▸ EXERCISE
Where the word "origin" appears in a line below, copy the whole line.

[Stored data entries]
*****
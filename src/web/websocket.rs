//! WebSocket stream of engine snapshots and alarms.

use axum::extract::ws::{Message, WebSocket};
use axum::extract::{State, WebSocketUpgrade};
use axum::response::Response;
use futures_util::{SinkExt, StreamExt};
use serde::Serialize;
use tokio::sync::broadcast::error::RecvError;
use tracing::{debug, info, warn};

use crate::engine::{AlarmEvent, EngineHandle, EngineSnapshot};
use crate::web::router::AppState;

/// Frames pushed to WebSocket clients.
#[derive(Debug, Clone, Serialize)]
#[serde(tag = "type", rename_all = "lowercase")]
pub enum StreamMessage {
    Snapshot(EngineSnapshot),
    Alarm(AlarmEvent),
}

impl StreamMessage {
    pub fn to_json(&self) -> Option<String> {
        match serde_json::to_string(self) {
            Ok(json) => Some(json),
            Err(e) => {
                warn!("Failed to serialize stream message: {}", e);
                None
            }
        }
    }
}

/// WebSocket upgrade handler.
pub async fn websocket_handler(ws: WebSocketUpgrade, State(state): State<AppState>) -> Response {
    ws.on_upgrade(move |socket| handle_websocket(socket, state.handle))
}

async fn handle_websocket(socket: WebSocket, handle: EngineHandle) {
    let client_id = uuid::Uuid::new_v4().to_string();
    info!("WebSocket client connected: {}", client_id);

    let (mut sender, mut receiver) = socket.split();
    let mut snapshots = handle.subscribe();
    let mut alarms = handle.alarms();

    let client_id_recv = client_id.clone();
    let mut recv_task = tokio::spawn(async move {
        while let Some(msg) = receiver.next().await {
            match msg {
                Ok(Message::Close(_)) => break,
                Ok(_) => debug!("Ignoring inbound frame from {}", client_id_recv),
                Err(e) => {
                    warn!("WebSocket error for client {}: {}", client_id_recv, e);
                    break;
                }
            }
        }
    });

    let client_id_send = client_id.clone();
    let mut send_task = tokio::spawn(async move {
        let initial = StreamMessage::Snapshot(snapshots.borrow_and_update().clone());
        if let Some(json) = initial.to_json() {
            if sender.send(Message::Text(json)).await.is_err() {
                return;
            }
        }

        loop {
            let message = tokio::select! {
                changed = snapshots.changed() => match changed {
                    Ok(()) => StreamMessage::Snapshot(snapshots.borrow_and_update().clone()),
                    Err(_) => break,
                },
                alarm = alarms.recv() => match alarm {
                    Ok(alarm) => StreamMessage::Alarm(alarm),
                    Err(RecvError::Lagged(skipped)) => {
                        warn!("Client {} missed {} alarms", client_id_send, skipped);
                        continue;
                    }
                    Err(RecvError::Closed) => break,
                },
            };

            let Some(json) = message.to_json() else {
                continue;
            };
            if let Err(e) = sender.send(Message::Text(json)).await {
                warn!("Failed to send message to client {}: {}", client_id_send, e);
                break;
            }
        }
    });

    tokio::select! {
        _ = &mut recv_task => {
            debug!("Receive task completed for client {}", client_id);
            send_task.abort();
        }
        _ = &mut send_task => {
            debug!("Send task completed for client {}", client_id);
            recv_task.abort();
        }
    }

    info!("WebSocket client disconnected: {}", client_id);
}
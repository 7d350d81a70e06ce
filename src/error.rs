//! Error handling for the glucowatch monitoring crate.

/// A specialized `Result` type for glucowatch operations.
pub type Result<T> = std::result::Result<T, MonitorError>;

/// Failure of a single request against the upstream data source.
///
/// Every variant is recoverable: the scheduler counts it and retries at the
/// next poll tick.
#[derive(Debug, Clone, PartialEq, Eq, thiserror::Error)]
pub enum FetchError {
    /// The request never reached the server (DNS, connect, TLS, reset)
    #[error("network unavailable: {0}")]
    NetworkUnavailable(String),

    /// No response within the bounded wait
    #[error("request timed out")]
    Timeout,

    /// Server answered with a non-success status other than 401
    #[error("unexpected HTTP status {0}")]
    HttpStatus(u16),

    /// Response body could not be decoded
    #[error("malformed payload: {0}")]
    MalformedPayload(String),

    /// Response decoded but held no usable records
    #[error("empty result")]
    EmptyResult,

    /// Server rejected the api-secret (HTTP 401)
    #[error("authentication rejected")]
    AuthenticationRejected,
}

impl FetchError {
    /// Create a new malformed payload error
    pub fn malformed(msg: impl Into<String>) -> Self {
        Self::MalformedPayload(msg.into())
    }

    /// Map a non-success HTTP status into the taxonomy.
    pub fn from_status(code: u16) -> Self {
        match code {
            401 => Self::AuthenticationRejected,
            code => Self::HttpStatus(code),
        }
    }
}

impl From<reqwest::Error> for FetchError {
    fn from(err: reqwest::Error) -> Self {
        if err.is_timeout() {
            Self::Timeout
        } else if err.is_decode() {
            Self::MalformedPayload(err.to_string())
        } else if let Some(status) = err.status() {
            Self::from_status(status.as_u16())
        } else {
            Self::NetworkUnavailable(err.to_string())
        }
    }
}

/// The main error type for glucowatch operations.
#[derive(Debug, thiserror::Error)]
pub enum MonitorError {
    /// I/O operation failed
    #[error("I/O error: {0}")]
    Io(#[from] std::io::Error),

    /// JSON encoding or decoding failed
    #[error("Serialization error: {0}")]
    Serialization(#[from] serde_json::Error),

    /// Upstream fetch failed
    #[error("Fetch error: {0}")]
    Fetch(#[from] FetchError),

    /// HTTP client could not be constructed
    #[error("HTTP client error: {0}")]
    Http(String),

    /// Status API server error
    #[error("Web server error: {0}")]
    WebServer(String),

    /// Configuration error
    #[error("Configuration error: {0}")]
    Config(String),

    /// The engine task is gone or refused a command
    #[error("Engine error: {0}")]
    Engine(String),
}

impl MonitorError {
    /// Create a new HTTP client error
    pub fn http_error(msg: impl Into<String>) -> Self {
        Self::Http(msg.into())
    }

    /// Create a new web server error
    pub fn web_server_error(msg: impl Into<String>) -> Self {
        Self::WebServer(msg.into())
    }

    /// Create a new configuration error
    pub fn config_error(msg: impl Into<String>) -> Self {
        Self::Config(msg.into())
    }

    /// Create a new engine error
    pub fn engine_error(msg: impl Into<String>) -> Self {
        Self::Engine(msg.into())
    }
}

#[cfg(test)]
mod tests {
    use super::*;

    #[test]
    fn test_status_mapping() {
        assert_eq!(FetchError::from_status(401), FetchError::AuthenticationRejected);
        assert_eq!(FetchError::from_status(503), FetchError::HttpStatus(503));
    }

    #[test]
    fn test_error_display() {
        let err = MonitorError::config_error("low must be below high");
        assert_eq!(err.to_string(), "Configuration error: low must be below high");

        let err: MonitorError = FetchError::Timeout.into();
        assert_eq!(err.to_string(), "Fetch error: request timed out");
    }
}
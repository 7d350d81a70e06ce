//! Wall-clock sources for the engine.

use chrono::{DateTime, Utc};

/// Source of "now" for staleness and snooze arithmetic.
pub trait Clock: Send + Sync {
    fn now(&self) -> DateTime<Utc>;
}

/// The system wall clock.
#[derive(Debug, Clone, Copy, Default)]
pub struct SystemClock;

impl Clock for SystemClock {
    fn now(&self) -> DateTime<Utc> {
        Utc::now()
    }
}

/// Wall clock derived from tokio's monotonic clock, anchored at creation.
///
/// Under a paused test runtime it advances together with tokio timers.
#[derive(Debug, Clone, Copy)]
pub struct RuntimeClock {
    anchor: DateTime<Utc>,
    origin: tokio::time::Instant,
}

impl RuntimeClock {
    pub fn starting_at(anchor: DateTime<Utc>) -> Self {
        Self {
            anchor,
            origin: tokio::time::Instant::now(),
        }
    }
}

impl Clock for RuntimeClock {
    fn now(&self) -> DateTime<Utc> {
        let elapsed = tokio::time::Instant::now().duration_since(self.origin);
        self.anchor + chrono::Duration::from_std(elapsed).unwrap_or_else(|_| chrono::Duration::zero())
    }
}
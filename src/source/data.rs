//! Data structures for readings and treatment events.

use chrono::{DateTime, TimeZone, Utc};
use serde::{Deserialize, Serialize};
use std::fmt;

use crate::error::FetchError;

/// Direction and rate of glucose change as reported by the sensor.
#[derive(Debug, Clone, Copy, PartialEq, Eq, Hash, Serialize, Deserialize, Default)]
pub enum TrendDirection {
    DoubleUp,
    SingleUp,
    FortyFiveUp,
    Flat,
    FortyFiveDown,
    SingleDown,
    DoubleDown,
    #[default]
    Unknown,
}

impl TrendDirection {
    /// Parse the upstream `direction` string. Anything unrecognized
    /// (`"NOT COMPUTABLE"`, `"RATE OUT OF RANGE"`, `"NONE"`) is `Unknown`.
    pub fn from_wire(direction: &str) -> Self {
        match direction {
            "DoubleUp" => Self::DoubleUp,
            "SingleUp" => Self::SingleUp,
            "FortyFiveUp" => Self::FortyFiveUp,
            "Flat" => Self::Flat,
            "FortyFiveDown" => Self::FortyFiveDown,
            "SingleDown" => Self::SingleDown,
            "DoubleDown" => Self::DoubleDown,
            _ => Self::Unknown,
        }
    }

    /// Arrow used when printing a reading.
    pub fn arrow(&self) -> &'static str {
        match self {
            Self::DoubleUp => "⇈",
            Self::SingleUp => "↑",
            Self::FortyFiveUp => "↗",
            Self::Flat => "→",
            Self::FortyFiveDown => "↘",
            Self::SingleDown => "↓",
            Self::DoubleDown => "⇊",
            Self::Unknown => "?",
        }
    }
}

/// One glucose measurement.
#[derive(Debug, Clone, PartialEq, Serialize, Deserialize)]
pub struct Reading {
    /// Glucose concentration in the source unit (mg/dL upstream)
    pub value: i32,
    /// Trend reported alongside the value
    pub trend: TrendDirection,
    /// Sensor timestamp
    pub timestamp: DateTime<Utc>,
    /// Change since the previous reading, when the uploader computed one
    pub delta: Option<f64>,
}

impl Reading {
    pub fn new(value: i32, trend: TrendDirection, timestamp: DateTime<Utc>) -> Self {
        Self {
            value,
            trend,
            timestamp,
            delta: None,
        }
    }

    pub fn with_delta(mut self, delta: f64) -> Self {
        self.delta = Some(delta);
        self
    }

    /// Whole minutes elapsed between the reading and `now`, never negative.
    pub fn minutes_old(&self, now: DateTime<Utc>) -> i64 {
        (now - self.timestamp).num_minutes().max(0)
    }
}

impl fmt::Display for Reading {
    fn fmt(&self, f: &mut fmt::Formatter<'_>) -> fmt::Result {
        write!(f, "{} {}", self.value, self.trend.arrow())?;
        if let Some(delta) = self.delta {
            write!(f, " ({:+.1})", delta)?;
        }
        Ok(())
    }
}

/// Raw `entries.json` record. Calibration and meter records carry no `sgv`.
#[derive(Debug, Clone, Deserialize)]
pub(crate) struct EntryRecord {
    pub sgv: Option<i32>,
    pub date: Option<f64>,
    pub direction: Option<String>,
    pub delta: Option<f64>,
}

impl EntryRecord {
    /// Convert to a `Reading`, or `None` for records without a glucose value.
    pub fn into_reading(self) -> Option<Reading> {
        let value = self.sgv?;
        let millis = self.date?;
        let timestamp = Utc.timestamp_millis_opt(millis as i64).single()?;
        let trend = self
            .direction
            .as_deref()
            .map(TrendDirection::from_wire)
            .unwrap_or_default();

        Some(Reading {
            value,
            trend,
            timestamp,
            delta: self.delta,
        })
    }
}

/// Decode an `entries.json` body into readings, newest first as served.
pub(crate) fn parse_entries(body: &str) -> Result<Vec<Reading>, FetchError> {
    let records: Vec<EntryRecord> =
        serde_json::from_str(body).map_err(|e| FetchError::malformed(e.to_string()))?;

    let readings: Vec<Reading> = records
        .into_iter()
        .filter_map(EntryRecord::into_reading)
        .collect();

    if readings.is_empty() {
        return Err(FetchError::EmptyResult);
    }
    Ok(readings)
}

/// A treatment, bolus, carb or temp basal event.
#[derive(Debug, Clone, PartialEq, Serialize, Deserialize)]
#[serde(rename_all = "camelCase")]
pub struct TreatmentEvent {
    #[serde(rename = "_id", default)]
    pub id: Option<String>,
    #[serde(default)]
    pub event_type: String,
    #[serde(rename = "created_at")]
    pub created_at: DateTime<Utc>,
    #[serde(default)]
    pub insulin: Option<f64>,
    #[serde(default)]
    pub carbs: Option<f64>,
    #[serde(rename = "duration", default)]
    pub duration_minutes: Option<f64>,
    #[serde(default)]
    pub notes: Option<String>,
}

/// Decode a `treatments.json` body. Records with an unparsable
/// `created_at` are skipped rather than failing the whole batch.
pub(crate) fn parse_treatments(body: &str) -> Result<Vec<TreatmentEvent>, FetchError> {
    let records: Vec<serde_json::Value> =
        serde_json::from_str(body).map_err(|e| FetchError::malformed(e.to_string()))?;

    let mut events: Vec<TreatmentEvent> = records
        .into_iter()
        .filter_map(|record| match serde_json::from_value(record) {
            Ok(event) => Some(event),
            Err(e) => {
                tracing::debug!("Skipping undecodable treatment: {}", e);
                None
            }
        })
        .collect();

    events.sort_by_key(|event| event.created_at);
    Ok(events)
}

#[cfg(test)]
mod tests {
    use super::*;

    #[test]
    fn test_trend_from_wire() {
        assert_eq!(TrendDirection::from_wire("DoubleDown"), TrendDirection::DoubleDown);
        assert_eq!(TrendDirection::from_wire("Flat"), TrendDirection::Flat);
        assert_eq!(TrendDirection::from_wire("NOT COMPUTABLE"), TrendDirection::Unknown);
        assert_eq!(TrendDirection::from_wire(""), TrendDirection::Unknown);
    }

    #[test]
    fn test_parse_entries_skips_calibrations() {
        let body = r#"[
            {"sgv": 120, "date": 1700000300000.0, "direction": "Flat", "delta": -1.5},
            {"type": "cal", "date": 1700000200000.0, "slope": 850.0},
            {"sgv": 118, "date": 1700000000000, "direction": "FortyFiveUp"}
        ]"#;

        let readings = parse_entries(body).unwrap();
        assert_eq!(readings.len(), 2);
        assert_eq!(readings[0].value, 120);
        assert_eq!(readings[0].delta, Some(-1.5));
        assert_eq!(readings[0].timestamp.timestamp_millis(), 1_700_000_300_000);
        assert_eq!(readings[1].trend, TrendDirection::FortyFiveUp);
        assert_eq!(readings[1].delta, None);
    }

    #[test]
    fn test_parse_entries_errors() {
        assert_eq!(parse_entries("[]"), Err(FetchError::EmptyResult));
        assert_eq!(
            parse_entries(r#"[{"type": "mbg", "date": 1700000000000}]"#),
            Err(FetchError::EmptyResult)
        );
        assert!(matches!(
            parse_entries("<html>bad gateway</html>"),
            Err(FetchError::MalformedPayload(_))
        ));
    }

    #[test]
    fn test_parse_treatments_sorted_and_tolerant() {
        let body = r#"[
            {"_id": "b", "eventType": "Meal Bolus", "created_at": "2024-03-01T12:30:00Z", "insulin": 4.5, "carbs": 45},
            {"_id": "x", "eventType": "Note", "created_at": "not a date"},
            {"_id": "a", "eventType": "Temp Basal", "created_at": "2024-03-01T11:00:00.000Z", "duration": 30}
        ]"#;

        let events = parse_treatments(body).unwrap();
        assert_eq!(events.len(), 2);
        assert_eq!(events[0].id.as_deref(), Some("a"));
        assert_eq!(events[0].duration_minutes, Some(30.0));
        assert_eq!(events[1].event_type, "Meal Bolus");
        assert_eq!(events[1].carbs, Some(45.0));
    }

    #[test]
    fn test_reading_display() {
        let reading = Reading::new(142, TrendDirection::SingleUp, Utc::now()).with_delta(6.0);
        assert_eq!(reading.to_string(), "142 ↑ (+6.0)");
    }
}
*****
▸ SOLUTION
    origin: tokio::time::Instant,
            origin: tokio::time::Instant::now(),
        let elapsed = tokio::time::Instant::now().duration_since(self.origin);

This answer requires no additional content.